--- PROMPT ---
Find all lines in the records that include the word "ports", and copy them out.

--- DATA FOR ANALYSIS ---
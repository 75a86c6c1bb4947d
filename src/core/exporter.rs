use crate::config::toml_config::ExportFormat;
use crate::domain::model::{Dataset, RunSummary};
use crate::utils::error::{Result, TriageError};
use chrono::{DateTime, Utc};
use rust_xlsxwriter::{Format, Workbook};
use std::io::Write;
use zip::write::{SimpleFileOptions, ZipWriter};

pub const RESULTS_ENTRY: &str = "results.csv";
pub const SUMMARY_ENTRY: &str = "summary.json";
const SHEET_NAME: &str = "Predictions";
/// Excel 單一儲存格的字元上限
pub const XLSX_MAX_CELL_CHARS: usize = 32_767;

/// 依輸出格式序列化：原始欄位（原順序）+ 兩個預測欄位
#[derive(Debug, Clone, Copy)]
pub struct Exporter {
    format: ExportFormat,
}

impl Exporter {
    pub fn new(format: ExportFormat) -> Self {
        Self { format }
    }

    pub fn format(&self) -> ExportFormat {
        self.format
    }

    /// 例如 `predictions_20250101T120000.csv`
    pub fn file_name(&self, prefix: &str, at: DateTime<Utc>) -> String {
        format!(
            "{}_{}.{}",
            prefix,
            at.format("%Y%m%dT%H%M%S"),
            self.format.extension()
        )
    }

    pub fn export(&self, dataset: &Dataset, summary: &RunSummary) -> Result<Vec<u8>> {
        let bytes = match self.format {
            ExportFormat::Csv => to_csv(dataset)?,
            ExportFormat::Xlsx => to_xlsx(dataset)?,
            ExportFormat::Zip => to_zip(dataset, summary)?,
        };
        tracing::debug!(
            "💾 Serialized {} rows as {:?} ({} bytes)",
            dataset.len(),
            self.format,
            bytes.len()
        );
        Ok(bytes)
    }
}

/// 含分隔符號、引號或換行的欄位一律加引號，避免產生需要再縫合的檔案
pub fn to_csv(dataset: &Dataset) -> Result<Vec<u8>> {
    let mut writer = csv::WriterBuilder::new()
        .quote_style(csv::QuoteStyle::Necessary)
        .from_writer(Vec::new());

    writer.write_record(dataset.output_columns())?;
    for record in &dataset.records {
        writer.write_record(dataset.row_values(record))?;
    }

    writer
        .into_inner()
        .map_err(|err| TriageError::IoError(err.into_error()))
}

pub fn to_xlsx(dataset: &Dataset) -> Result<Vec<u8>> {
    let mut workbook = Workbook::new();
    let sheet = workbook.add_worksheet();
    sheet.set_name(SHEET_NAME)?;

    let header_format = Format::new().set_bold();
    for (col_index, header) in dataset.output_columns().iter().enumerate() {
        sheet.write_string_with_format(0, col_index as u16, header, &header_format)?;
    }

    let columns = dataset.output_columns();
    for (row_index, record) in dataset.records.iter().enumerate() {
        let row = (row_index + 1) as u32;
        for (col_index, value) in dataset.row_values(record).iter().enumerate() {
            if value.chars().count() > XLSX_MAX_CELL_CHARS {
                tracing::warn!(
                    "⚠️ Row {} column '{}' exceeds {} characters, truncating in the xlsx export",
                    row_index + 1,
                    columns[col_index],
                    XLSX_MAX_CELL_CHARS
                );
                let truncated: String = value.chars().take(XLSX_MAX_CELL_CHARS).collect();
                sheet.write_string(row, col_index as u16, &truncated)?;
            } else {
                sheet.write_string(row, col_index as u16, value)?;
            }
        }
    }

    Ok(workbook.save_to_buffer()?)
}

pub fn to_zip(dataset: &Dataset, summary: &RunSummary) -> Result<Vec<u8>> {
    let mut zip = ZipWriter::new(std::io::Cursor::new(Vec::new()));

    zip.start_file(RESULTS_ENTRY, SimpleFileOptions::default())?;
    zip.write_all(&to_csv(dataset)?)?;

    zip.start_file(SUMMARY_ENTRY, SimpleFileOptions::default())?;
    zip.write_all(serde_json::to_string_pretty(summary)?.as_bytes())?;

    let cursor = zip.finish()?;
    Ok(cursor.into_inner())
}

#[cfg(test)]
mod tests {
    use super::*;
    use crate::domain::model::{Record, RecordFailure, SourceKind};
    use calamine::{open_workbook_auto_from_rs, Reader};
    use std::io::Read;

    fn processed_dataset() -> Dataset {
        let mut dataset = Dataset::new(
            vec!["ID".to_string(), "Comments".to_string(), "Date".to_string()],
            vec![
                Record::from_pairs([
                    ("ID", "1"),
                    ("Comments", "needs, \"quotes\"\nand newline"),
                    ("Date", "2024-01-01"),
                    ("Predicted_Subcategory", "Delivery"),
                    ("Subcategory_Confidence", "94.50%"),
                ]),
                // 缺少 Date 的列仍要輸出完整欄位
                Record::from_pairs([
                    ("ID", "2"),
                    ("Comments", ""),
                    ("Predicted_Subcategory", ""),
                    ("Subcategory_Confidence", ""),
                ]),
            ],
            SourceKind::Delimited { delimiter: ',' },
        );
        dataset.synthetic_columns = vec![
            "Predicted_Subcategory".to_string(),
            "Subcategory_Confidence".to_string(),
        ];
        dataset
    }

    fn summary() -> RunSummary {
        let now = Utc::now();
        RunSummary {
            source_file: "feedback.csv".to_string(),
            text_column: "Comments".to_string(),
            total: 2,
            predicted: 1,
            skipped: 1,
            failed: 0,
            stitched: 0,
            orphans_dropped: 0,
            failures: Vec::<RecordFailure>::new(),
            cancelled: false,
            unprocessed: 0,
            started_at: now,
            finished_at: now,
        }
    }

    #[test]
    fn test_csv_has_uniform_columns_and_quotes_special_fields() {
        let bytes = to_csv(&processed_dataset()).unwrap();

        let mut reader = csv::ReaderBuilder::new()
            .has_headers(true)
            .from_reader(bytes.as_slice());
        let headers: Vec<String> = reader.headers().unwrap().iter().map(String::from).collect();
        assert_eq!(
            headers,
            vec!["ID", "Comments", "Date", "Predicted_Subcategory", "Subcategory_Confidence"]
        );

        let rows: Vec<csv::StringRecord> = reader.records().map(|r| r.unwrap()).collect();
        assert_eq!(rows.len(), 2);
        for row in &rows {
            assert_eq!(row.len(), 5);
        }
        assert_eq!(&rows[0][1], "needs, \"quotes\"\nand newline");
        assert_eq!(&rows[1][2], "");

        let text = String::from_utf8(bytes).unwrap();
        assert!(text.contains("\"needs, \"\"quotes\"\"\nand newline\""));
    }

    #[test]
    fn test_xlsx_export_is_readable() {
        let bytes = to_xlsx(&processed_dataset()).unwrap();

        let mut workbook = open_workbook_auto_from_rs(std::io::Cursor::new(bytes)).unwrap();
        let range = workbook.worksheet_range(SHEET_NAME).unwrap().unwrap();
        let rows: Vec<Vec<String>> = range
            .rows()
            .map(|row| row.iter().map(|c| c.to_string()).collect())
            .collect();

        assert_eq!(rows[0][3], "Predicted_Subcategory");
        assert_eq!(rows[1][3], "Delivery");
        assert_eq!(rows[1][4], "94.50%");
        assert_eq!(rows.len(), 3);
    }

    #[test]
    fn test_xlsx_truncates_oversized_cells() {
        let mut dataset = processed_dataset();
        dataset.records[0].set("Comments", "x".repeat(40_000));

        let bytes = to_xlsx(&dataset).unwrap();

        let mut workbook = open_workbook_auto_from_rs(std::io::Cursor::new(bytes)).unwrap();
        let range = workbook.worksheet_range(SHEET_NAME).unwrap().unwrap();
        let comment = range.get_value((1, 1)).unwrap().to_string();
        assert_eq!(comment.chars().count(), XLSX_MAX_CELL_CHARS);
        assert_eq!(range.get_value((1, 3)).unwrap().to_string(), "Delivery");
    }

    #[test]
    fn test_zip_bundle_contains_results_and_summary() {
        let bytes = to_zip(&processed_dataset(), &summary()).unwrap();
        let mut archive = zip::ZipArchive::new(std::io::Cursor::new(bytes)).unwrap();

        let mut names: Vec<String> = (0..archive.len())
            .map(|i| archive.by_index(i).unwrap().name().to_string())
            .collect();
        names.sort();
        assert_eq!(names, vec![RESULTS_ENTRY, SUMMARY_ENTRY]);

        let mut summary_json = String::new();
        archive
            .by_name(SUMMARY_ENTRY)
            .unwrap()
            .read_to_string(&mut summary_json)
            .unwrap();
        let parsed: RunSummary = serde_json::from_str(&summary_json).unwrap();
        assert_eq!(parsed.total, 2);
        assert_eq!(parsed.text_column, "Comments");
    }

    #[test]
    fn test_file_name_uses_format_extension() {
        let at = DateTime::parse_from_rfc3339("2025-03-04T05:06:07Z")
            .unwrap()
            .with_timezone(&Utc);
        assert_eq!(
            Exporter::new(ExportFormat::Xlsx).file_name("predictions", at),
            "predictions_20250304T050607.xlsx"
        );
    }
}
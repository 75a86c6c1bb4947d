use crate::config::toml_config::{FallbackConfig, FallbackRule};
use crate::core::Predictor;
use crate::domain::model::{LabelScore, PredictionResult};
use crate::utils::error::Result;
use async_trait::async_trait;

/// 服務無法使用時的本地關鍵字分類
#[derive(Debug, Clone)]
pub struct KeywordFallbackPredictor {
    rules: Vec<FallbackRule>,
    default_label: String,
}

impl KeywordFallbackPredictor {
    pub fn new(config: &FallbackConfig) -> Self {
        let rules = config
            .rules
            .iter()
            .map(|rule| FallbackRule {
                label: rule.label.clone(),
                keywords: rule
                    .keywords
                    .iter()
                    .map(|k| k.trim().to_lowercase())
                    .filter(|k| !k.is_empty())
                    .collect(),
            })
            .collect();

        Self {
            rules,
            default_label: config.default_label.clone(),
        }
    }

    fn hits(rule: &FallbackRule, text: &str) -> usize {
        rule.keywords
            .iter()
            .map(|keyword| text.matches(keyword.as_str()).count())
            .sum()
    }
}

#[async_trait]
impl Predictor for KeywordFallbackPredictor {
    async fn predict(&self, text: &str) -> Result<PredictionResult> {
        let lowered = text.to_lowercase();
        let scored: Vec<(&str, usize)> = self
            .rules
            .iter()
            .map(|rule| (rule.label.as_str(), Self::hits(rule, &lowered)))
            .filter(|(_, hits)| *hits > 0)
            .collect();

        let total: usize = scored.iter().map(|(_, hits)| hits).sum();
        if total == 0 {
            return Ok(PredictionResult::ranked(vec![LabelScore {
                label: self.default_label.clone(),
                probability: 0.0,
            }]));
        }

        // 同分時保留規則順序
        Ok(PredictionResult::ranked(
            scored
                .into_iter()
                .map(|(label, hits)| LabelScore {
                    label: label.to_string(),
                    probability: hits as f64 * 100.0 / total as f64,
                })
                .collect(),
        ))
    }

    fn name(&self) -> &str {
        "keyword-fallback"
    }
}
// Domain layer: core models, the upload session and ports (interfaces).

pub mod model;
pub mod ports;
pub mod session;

--- SOLUTION TO THIS TASK ---
// Domain layer: core models, the upload session and ports (interfaces).
pub mod ports;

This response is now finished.